Future2 grants over $147,000 for disadvantaged young Australians
Future2, the philanthropic arm of the Financial Planning Association of Australia (FPA), has awarded over $147,000 in grants this year to community not-for-profit organisations with programs for socially and financially disadvantaged young Australians.
It represents an almost 30 percent increase on the $115,000 awarded by Future2 last year through its Future2 Make the Difference! annual grants program. This year’s recipients were selected from 91 applications, each endorsed by a local FPA member.
Making the announcement at the Future2 Gala Dinner at the FPA Professionals Congress in Perth tonight, Future2 Chair Matthew Rowe CFP® said the increase in grant funds this year is thanks to the generosity of FPA members, and many others connected with the financial planning profession, who rallied to help make a meaningful difference to their communities.
Out of the $147,000 awarded in grants, $70,000 was for new single year grants of $10,000, with the remainder being a continuation of multi-year grants over three years.
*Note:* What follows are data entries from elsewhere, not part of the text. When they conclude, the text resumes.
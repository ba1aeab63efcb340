//! Configuration.

use hdlsim_std::AxisParams;
use thiserror::Error;

use crate::constants::axi_dma::*;

/// Configuration error.
#[allow(missing_docs)]
#[derive(Debug, Error, PartialEq, Eq)]
pub enum ConfigError {
    #[error("data width should be one of 8, 16, 32, 64, 128 (got {0})")]
    DataWidth(usize),
    #[error("address width should be between 1 and 64 (got {0})")]
    AddrWidth(usize),
    #[error("user width should be at most 64 (got {0})")]
    UserWidth(usize),
    #[error("burst length should be between 1 and 256 beats (got {0})")]
    BurstLen(usize),
}

/// DMA configuration.
#[derive(Debug, Clone, Copy, PartialEq, Eq)]
pub struct DmaConfig {
    /// Address width in bits.
    pub addr_w: usize,
    /// Stream and memory data width in bits.
    pub data_w: usize,
    /// Stream TUSER width in bits.
    pub user_w: usize,
    /// Beats per burst.
    pub burst_len: usize,
    /// Whether the sink carries TKEEP, used as the write strobe.
    pub keep: bool,
}

impl Default for DmaConfig {
    fn default() -> Self {
        Self { addr_w: ADDR_WIDTH, data_w: DATA_WIDTH, user_w: USER_WIDTH, burst_len: BURST_LEN, keep: false }
    }
}

impl DmaConfig {
    /// Creates a new configuration without TKEEP.
    pub fn new(addr_w: usize, data_w: usize, user_w: usize, burst_len: usize) -> Result<Self, ConfigError> {
        let config = Self { addr_w, data_w, user_w, burst_len, keep: false };
        config.validate()?;
        Ok(config)
    }

    /// Checks the configuration.
    pub fn validate(&self) -> Result<(), ConfigError> {
        if !self.data_w.is_power_of_two() || !(8..=MAX_DATA_WIDTH).contains(&self.data_w) {
            return Err(ConfigError::DataWidth(self.data_w));
        }
        if !(1..=MAX_ADDR_WIDTH).contains(&self.addr_w) {
            return Err(ConfigError::AddrWidth(self.addr_w));
        }
        if self.user_w > MAX_USER_WIDTH {
            return Err(ConfigError::UserWidth(self.user_w));
        }
        if !(1..=hdlsim_std::MAX_BURST_BEATS).contains(&self.burst_len) {
            return Err(ConfigError::BurstLen(self.burst_len));
        }
        Ok(())
    }

    /// Stream widths.
    pub fn axis(&self) -> AxisParams { AxisParams { data_w: self.data_w, user_w: self.user_w, keep: self.keep } }

    /// Bytes per beat.
    pub fn bytes_per_beat(&self) -> usize { self.data_w / 8 }

    /// Bytes covered by a full burst.
    pub fn burst_bytes(&self) -> u64 { (self.burst_len * self.bytes_per_beat()) as u64 }
}

/// Triple buffer configuration.
#[derive(Debug, Default, Clone, Copy, PartialEq, Eq)]
pub struct TripleBufferConfig {
    /// Configuration of the inner DMA.
    pub dma: DmaConfig,
    /// Read each buffer back at the length it was written with, instead of `rd_len_beats`.
    pub ignore_rd_size_signal: bool,
}

#[cfg(test)]
mod tests {
    use super::*;

    #[test]
    fn validate() {
        assert!(DmaConfig::default().validate().is_ok());
        assert_eq!(DmaConfig::new(32, 24, 0, 16), Err(ConfigError::DataWidth(24)));
        assert_eq!(DmaConfig::new(32, 256, 0, 16), Err(ConfigError::DataWidth(256)));
        assert_eq!(DmaConfig::new(0, 32, 0, 16), Err(ConfigError::AddrWidth(0)));
        assert_eq!(DmaConfig::new(32, 32, 65, 16), Err(ConfigError::UserWidth(65)));
        assert_eq!(DmaConfig::new(32, 32, 0, 0), Err(ConfigError::BurstLen(0)));
        assert_eq!(DmaConfig::new(32, 32, 0, 257), Err(ConfigError::BurstLen(257)));

        let config = DmaConfig::new(32, 32, 0, 8).unwrap();
        assert_eq!(config.burst_bytes(), 32);
        assert_eq!(config.axis().bytes_per_beat(), 4);
    }
}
The Future2 Make the Difference! grants help fund projects that give hope for a better future to 18-25 year olds who may be financially disadvantaged, homeless, juvenile justice offenders, drug or alcohol dependent, disabled, or disadvantaged in some other respect.
Funded projects have been in the areas of financial literacy, skills training, work experience, community service and mentoring. The Future2 Foundation was established in 2007 and awarded its first grant the same year.
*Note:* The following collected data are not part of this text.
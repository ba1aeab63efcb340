//! Utilities for valid-ready channels.

use hdlsim_macro::Signal;

use crate::*;

/// Returns whether a transfer happens on a valid-ready channel in this cycle.
pub fn accepted(valid: bool, ready: bool) -> bool { valid & ready }

/// Valid/ready channel's forward signals.
#[derive(Debug, Default, Clone, PartialEq, Eq, Signal)]
pub struct Valid<V: Signal> {
    /// Inner data
    #[member(name = "")]
    pub inner: V,

    /// Valid bit
    pub valid: bool,
}

impl<V: Signal> Valid<V> {
    /// Creates a new value.
    pub fn new(valid: bool, inner: V) -> Self { Self { inner, valid } }

    /// Creates a valid value.
    pub fn valid(inner: V) -> Self { Self::new(true, inner) }

    /// Maps the inner value.
    pub fn map_inner<W: Signal, F: FnOnce(V) -> W>(self, f: F) -> Valid<W> {
        Valid { inner: f(self.inner), valid: self.valid }
    }

    /// Returns whether the value is transferred given the consumer's `ready`.
    pub fn accepted(&self, ready: bool) -> bool { accepted(self.valid, ready) }
}

impl<V: Signal + Default> Valid<V> {
    /// Creates an invalid value.
    pub fn invalid() -> Self { Self::default() }
}

/// Ready signal.
#[derive(Debug, Default, Clone, Copy, PartialEq, Eq, Signal)]
pub struct Ready {
    /// Ready bit
    pub ready: bool,
}

impl Ready {
    /// Creates a new value.
    pub fn new(ready: bool) -> Self { Self { ready } }
}

#[cfg(test)]
mod tests {
    use super::*;

    #[test]
    fn port_names() {
        let names = Valid::<u32>::port_decls().iter().collect::<Vec<_>>();
        assert_eq!(names, vec![(None, 32), (Some("valid".to_string()), 1)]);
        assert_eq!(Valid::<u32>::WIDTH, 33);
    }

    #[test]
    fn handshake() {
        let v = Valid::valid(3u8);
        assert!(v.accepted(true));
        assert!(!v.accepted(false));
        assert!(!Valid::<u8>::invalid().accepted(true));
        assert_eq!(v.map_inner(|x| u16::from(x) << 8).inner, 0x300);
    }
}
Next year’s grant applications open in April 2017, with information available at www.future2foundation.org.au.
First-time 2016 Future2 Make the Difference! Grant Recipients
Multicultural Youth South Australia Inc, Adelaide, SA
The MYSA ‘Little Miss Fix it’ program targets young women aged 12-25 years, from multi-cultural backgrounds, to improve their independent living skills and ultimately their future education and employment outcomes. The focus of the program is on building skills and knowledge, as it is more often than not held by men and aims to reduce reliance on male partners and/or family members.
Kimberley Group Training, Kununurra WA
The KGT Hospitality pre-employment program is focused on equipping the most disadvantaged youths in the Kimberley region with the necessary employment and life skills they need to join mainstream employment. Guaranteed jobs are made available during the program and upon graduation.
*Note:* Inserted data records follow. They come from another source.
//! Utilities.

use std::iter::IntoIterator;

use arrayvec::ArrayVec;

/// Returns floor log2
pub const fn flog2(val: usize) -> usize {
    if val <= 1 {
        0
    } else {
        1 + flog2(val >> 1)
    }
}

/// Returns a mask with the lowest `width` bits set.
pub const fn mask(width: usize) -> u128 {
    if width >= 128 {
        u128::MAX
    } else {
        (1u128 << width) - 1
    }
}

/// Returns bit-represented value of an integer.
pub fn u128_to_bits<const N: usize>(value: u128) -> [bool; N] {
    (0..N)
        .map(|i| if i >= 128 { false } else { ((value >> i) & 1) != 0 })
        .collect::<ArrayVec<bool, N>>()
        .into_inner()
        .unwrap()
}

/// Combines all elements into one String, separated by `sep`. Returns `None` if all elements are `None`.
pub fn join_options<I>(sep: &str, iterable: I) -> Option<String>
where I: IntoIterator<Item = Option<String>> {
    let iterable = iterable.into_iter().flatten().collect::<Vec<_>>();
    if iterable.is_empty() {
        None
    } else {
        Some(iterable.join(sep))
    }
}

/// Some or executing the given expression.
#[macro_export]
macro_rules! some_or {
    ($e:expr, $err:expr) => {{
        match $e {
            Some(r) => r,
            None => $err,
        }
    }};
}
West Moonah Community House, West Moonah, TAS
The L1 Licence Training Program provides a practical way to improve the employment prospects of young adults with low literacy skills, as well as those from non-English speaking backgrounds living in Tasmania. It teaches and encourages safe and responsible use of our roads with the goal of reducing the number of juvenile and adult offences connected with unlicensed driving.
EACH – Headspace, Port Macquarie, NSW
The Holyoake Drumbeat program is an evidence-based music program which draws from the Aboriginal culture and aims to build resilience through rhythm. It focuses on different relationship themes such as peer pressure and low self-esteem.
BestLife Inc, Carindale QLD
BestLife foundation’s aim is to improve the quality of life for youths living with disabilities between the ages of 6 and 19. The BestLife Sleepover program provides quality out-of-home weekend opportunities for these young individuals to participate in everyday childhood activities, improve their life skills, develop friendships, and build lifelong networks.
The Carevan Foundation, Albury, NSW
The Kids cooking and caring program has provided in excess of 50,000 meals since 2009. Carevan works with year nine students in local secondary schools who plan, develop and cook meals for less fortunate children in their community. Carevan provides a safe and friendly environment where children receive a wholesome meal and they can be themselves without the distraction of issues at home.
Warringarri Media Aboriginal Corporation, Kununurra WA
East Kimberley Kids Media Participation program has been developed to be a voice for school children living in a dysfunctional environment where suicide, family violence, drug and substance abuse are prevalent and affecting school attendance. The grant will be used to write and consolidate the program as a tool to encourage children to go to school.